SELAS ERNST ET YOUNG



Au Bâtonnier de l'ordre des avocats de NANTERRE



Au Ministère Public



le :

RÉPUBLIQUE FRANÇAISE



AU NOM DU PEUPLE FRANÇAIS



LE VINGT ET UN OCTOBRE DEUX MILLE QUATO...

COUR D'APPEL

DE

VERSAILLES

Code nac : 97Z

6e chambre

ARRET N°

CONTRADICTOIRE

DU 21 OCTOBRE 2014

R.G. N° 13/03476

AFFAIRE :

[I] [H]

C/

SELAS ERNST ET YOUNG

Décision déférée à la cour : Décision rendue le 22 Juillet 2013 par le Bâtonnier de l'ordre des avocats de NANTERRE

Copies exécutoires délivrées à :

SELARL HPML

SCP LECANET & LINGLART

Copies certifiées conformes délivrées à :

[I] [H]

SELAS ERNST ET YOUNG

Au Bâtonnier de l'ordre des avocats de NANTERRE

Au Ministère Public

le :

RÉPUBLIQUE FRANÇAISE

AU NOM DU PEUPLE FRANÇAIS

LE VINGT ET UN OCTOBRE DEUX MILLE QUATORZE,

La cour d'appel de VERSAILLES, a rendu l'arrêt suivant dans l'affaire entre :

Monsieur [I] [H]

[Adresse 2]

[Localité 1]

Comparant

Assisté de Me Jean-Baptiste VIENNE de la SELARL HPML, avocat au barreau de PARIS

APPELANT

****************

SELAS ERNST ET YOUNG

[Adresse 1]

[Localité 2]

Représentée par Me Laurent LECANET de la SCP LECANET & LINGLART, avocat au barreau de PARIS

INTIMEE

****************

Composition de la cour :

L'affaire a été débattue le 02 Septembre 2014 en audience publique, les parties ne s'y étant préalablement pas opposées, devant la cour composée de :

Madame Catherine BÉZIO, président

Madame Mariella LUXARDO, conseiller,

Madame Sylvie FÉTIZON, conseiller,

qui en ont délibéré,

Greffier, lors des débats : Madame Sabine MARÉVILLE

FAITS ET PROCÉDURE

Monsieur [H], avocat au barreau de PARIS depuis le 24 février 1999, spécialiste des contentieux fiscaux internationaux, a rejoint le cabinet ERNST & YOUNG le 29 avril 2010 en qualité de collaborateur libéral afin de développer l'activité du cabinet dans le domaine des prix de transfert des entités juridiques implantées dans différents pays.

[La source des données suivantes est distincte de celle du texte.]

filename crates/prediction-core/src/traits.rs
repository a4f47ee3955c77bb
use async_trait::async_trait;
use chrono::{DateTime, Utc};
use std::collections::HashMap;

use crate::templates::Template;
use crate::{Bar, FilterInfo, FilterOption, PredictionError, TickerDetails, Timespan};

/// Variables substituted into a template's user prompt
pub type TemplateVars = HashMap<String, String>;

/// AI provider that constrains its output to a template's JSON schema.
///
/// One outbound call per invocation, no retry; the caller decides whether
/// to retry. Template validation failures must return before any network I/O.
#[async_trait]
pub trait StructuredGenerator: Send + Sync {
    async fn generate(
        &self,
        template: Template,
        variables: TemplateVars,
        model: &str,
    ) -> Result<serde_json::Value, PredictionError>;
}

/// AI provider that answers with web-search-augmented free text
#[async_trait]
pub trait ResearchProvider: Send + Sync {
    async fn research(&self, query: &str, model: &str) -> Result<String, PredictionError>;
}

/// Market data provider used for best-effort strategy enrichment
#[async_trait]
pub trait MarketData: Send + Sync {
    async fn get_aggregates(
        &self,
        ticker: &str,
        multiplier: u32,
        timespan: Timespan,
        from: DateTime<Utc>,
        to: DateTime<Utc>,
    ) -> Result<Vec<Bar>, PredictionError>;

    async fn get_ticker_details(&self, ticker: &str) -> Result<TickerDetails, PredictionError>;
}

/// Stock screener used by the filter-generation flow
#[async_trait]
pub trait Screener: Send + Sync {
    /// Available filter categories, formatted for prompt use
    fn filter_info(&self) -> Vec<FilterInfo>;

    /// Options for the selected filter categories
    fn filter_options(&self, selected: &[String]) -> HashMap<String, Vec<FilterOption>>;

    /// Run the screener with concrete filter id -> option id pairs
    async fn run_screener(
        &self,
        filters: &HashMap<String, String>,
    ) -> Result<Vec<String>, PredictionError>;
}
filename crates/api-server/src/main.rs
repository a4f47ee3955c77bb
fn main() -> anyhow::Result<()> {
    tokio::runtime::Builder::new_multi_thread()
        .enable_all()
        .build()?
        .block_on(api_server::run_server())
}
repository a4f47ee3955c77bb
//! Static catalogue of screener industry filters.
//!
//! The display names are surfaced to the AI prompts (so analysis output stays
//! compatible with the screener) and the ids are the values the screener URL
//! accepts. Loaded once, immutable for the process lifetime.

use std::sync::OnceLock;

/// Screener filter id for the industry category
pub const INDUSTRY_FILTER_ID: &str = "ind";

pub const INDUSTRY_FILTER_TITLE: &str = "Industry";

pub const INDUSTRY_FILTER_DESCRIPTION: &str = "The industry which a stock belongs to.";

/// (filter value, display name) pairs
pub const INDUSTRIES: &[(&str, &str)] = &[
    ("ind_stocksonly", "Stocks only (ex-Funds)"),
    ("ind_exchangetradedfund", "Exchange Traded Fund"),
    ("ind_advertisingagencies", "Advertising Agencies"),
    ("ind_aerospacedefense", "Aerospace & Defense"),
    ("ind_agriculturalinputs", "Agricultural Inputs"),
    ("ind_airlines", "Airlines"),
    ("ind_airportsairservices", "Airports & Air Services"),
    ("ind_aluminum", "Aluminum"),
    ("ind_apparelmanufacturing", "Apparel Manufacturing"),
    ("ind_apparelretail", "Apparel Retail"),
    ("ind_assetmanagement", "Asset Management"),
    ("ind_automanufacturers", "Auto Manufacturers"),
    ("ind_autoparts", "Auto Parts"),
    ("ind_autotruckdealerships", "Auto & Truck Dealerships"),
    ("ind_banksdiversified", "Banks - Diversified"),
    ("ind_banksregional", "Banks - Regional"),
    ("ind_beveragesbrewers", "Beverages - Brewers"),
    ("ind_beveragesnonalcoholic", "Beverages - Non-Alcoholic"),
    ("ind_beverageswineriesdistilleries", "Beverages - Wineries & Distilleries"),
    ("ind_biotechnology", "Biotechnology"),
    ("ind_broadcasting", "Broadcasting"),
    ("ind_buildingmaterials", "Building Materials"),
    ("ind_buildingproductsequipment", "Building Products & Equipment"),
    ("ind_businessequipmentsupplies", "Business Equipment & Supplies"),
    ("ind_capitalmarkets", "Capital Markets"),
    ("ind_chemicals", "Chemicals"),
    ("ind_closedendfunddebt", "Closed-End Fund - Debt"),
    ("ind_closedendfundequity", "Closed-End Fund - Equity"),
    ("ind_closedendfundforeign", "Closed-End Fund - Foreign"),
    ("ind_cokingcoal", "Coking Coal"),
    ("ind_communicationequipment", "Communication Equipment"),
    ("ind_computerhardware", "Computer Hardware"),
    ("ind_confectioners", "Confectioners"),
    ("ind_conglomerates", "Conglomerates"),
    ("ind_consultingservices", "Consulting Services"),
    ("ind_consumerelectronics", "Consumer Electronics"),
    ("ind_copper", "Copper"),
    ("ind_creditservices", "Credit Services"),
    ("ind_departmentstores", "Department Stores"),
    ("ind_diagnosticsresearch", "Diagnostics & Research"),
    ("ind_discountstores", "Discount Stores"),
    ("ind_drugmanufacturersgeneral", "Drug Manufacturers - General"),
    ("ind_drugmanufacturersspecialtygeneric", "Drug Manufacturers - Specialty & Generic"),
    ("ind_educationtrainingservices", "Education & Training Services"),
    ("ind_electricalequipmentparts", "Electrical Equipment & Parts"),
    ("ind_electroniccomponents", "Electronic Components"),
    ("ind_electronicgamingmultimedia", "Electronic Gaming & Multimedia"),
    ("ind_electronicscomputerdistribution", "Electronics & Computer Distribution"),
    ("ind_engineeringconstruction", "Engineering & Construction"),
    ("ind_entertainment", "Entertainment"),
    ("ind_farmheavyconstructionmachinery", "Farm & Heavy Construction Machinery"),
    ("ind_farmproducts", "Farm Products"),
    ("ind_financialconglomerates", "Financial Conglomerates"),
    ("ind_financialdatastockexchanges", "Financial Data & Stock Exchanges"),
    ("ind_fooddistribution", "Food Distribution"),
    ("ind_footwearaccessories", "Footwear & Accessories"),
    ("ind_furnishingsfixturesappliances", "Furnishings, Fixtures & Appliances"),
    ("ind_gambling", "Gambling"),
    ("ind_gold", "Gold"),
    ("ind_grocerystores", "Grocery Stores"),
    ("ind_healthcareplans", "Healthcare Plans"),
    ("ind_healthinformationservices", "Health Information Services"),
    ("ind_homeimprovementretail", "Home Improvement Retail"),
    ("ind_householdpersonalproducts", "Household & Personal Products"),
    ("ind_industrialdistribution", "Industrial Distribution"),
    ("ind_informationtechnologyservices", "Information Technology Services"),
    ("ind_infrastructureoperations", "Infrastructure Operations"),
    ("ind_insurancebrokers", "Insurance Brokers"),
    ("ind_insurancediversified", "Insurance - Diversified"),
    ("ind_insurancelife", "Insurance - Life"),
    ("ind_insurancepropertycasualty", "Insurance - Property & Casualty"),
    ("ind_insurancereinsurance", "Insurance - Reinsurance"),
    ("ind_insurancespecialty", "Insurance - Specialty"),
    ("ind_integratedfreightlogistics", "Integrated Freight & Logistics"),
    ("ind_internetcontentinformation", "Internet Content & Information"),
    ("ind_internetretail", "Internet Retail"),
    ("ind_leisure", "Leisure"),
    ("ind_lodging", "Lodging"),
    ("ind_lumberwoodproduction", "Lumber & Wood Production"),
    ("ind_luxurygoods", "Luxury Goods"),
    ("ind_marineshipping", "Marine Shipping"),
    ("ind_medicalcarefacilities", "Medical Care Facilities"),
    ("ind_medicaldevices", "Medical Devices"),
    ("ind_medicaldistribution", "Medical Distribution"),
    ("ind_medicalinstrumentssupplies", "Medical Instruments & Supplies"),
    ("ind_metalfabrication", "Metal Fabrication"),
    ("ind_mortgagefinance", "Mortgage Finance"),
    ("ind_oilgasdrilling", "Oil & Gas Drilling"),
    ("ind_oilgasep", "Oil & Gas E&P"),
    ("ind_oilgasequipmentservices", "Oil & Gas Equipment & Services"),
    ("ind_oilgasintegrated", "Oil & Gas Integrated"),
    ("ind_oilgasmidstream", "Oil & Gas Midstream"),
    ("ind_oilgasrefiningmarketing", "Oil & Gas Refining & Marketing"),
    ("ind_otherindustrialmetalsmining", "Other Industrial Metals & Mining"),
    ("ind_otherpreciousmetalsmining", "Other Precious Metals & Mining"),
    ("ind_packagedfoods", "Packaged Foods"),
    ("ind_packagingcontainers", "Packaging & Containers"),
    ("ind_paperpaperproducts", "Paper & Paper Products"),
    ("ind_personalservices", "Personal Services"),
    ("ind_pharmaceuticalretailers", "Pharmaceutical Retailers"),
    ("ind_pollutiontreatmentcontrols", "Pollution & Treatment Controls"),
    ("ind_publishing", "Publishing"),
    ("ind_railroads", "Railroads"),
    ("ind_realestatedevelopment", "Real Estate - Development"),
    ("ind_realestatediversified", "Real Estate - Diversified"),
    ("ind_realestateservices", "Real Estate Services"),
    ("ind_recreationalvehicles", "Recreational Vehicles"),
    ("ind_reitdiversified", "REIT - Diversified"),
    ("ind_reithealthcarefacilities", "REIT - Healthcare Facilities"),
    ("ind_reithotelmotel", "REIT - Hotel & Motel"),
    ("ind_reitindustrial", "REIT - Industrial"),
    ("ind_reitmortgage", "REIT - Mortgage"),
    ("ind_reitoffice", "REIT - Office"),
    ("ind_reitresidential", "REIT - Residential"),
    ("ind_reitretail", "REIT - Retail"),
    ("ind_reitspecialty", "REIT - Specialty"),
    ("ind_rentalleasingservices", "Rental & Leasing Services"),
    ("ind_residentialconstruction", "Residential Construction"),
    ("ind_resortscasinos", "Resorts & Casinos"),
    ("ind_restaurants", "Restaurants"),
    ("ind_scientifictechnicalinstruments", "Scientific & Technical Instruments"),
    ("ind_securityprotectionservices", "Security & Protection Services"),
    ("ind_semiconductorequipmentmaterials", "Semiconductor Equipment & Materials"),
    ("ind_semiconductors", "Semiconductors"),
    ("ind_shellcompanies", "Shell Companies"),
    ("ind_silver", "Silver"),
    ("ind_softwareapplication", "Software - Application"),
    ("ind_softwareinfrastructure", "Software - Infrastructure"),
    ("ind_solar", "Solar"),
    ("ind_specialtybusinessservices", "Specialty Business Services"),
    ("ind_specialtychemicals", "Specialty Chemicals"),
    ("ind_specialtyindustrialmachinery", "Specialty Industrial Machinery"),
    ("ind_specialtyretail", "Specialty Retail"),
    ("ind_staffingemploymentservices", "Staffing & Employment Services"),
    ("ind_steel", "Steel"),
    ("ind_telecomservices", "Telecom Services"),
    ("ind_textilemanufacturing", "Textile Manufacturing"),
    ("ind_thermalcoal", "Thermal Coal"),
    ("ind_tobacco", "Tobacco"),
    ("ind_toolsaccessories", "Tools & Accessories"),
    ("ind_travelservices", "Travel Services"),
    ("ind_trucking", "Trucking"),
    ("ind_uranium", "Uranium"),
    ("ind_utilitiesdiversified", "Utilities - Diversified"),
    ("ind_utilitiesindependentpowerproducers", "Utilities - Independent Power Producers"),
    ("ind_utilitiesregulatedelectric", "Utilities - Regulated Electric"),
    ("ind_utilitiesregulatedgas", "Utilities - Regulated Gas"),
    ("ind_utilitiesregulatedwater", "Utilities - Regulated Water"),
    ("ind_utilitiesrenewable", "Utilities - Renewable"),
    ("ind_wastemanagement", "Waste Management"),
];

/// Newline-separated industry display names for prompt inclusion
pub fn industry_prompt_list() -> &'static str {
    static LIST: OnceLock<String> = OnceLock::new();
    LIST.get_or_init(|| {
        INDUSTRIES
            .iter()
            .map(|(_, name)| format!("- {name}"))
            .collect::<Vec<_>>()
            .join("\n")
    })
}

/// Map AI-reported industry names to a screener filter value.
///
/// Tries exact display-name matches first, then substring matches, then
/// individual keywords (4+ chars). Returns None when nothing matches.
pub fn industry_filter_for(industries: &[String]) -> Option<&'static str> {
    for industry in industries {
        let needle = industry.to_lowercase();
        if let Some((value, _)) = INDUSTRIES
            .iter()
            .find(|(_, name)| name.to_lowercase() == needle)
        {
            return Some(value);
        }
        if let Some((value, _)) = INDUSTRIES
            .iter()
            .find(|(_, name)| name.to_lowercase().contains(&needle))
        {
            return Some(value);
        }
    }

    let keywords: Vec<String> = industries
        .iter()
        .flat_map(|i| {
            i.to_lowercase()
                .replace(['-', '&', ','], " ")
                .split_whitespace()
                .map(str::to_string)
                .collect::<Vec<_>>()
        })
        .filter(|w| w.len() >= 4)
        .collect();

    for keyword in &keywords {
        if let Some((value, _)) = INDUSTRIES
            .iter()
            .find(|(_, name)| name.to_lowercase().contains(keyword.as_str()))
        {
            return Some(value);
        }
    }

    None
}

#[cfg(test)]
mod tests {
    use super::*;

    #[test]
    fn exact_name_match() {
        let filter = industry_filter_for(&["Biotechnology".to_string()]);
        assert_eq!(filter, Some("ind_biotechnology"));
    }

    #[test]
    fn keyword_fallback_match() {
        let filter = industry_filter_for(&["regional banking".to_string()]);
        assert_eq!(filter, Some("ind_banksregional"));
    }

    #[test]
    fn no_match_returns_none() {
        assert_eq!(industry_filter_for(&["xyzzy".to_string()]), None);
    }

    #[test]
    fn prompt_list_contains_display_names() {
        let list = industry_prompt_list();
        assert!(list.contains("- Semiconductors"));
        assert!(!list.contains("ind_semiconductors"));
    }
}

Au préalable, il était collaborateur libéral au sein du cabinet BAKER & Mc KENZIE.

Il était informé dès avril 2010 que son intégration en qualité d'associé du cabinet ERNST & YOUNG ne pouvait être envisagée avant juillet 2011 et serait soumise à la réalisation d'un chiffre d'affaires minimum.

Le contrat de collaboration a été signé sur la base d'une rétrocession forfaitaire d'honoraires de 200.000 € par an, augmentée d'une prime de performance annuelle, garantie à 60.000 € pour les 2 premières années d'exercice sous réserve de justifier de la réalisation d'un quota de 1.200 heures facturables, et d'une prime de bienvenue de 45.000 €.

Par message du 18 octobre 2011 puis le 14 février 2012, le cabinet ERNST & YOUNG lui a fait savoir que son chiffre d'affaires était insuffisant pour lui permettre d'être proposé à l'association.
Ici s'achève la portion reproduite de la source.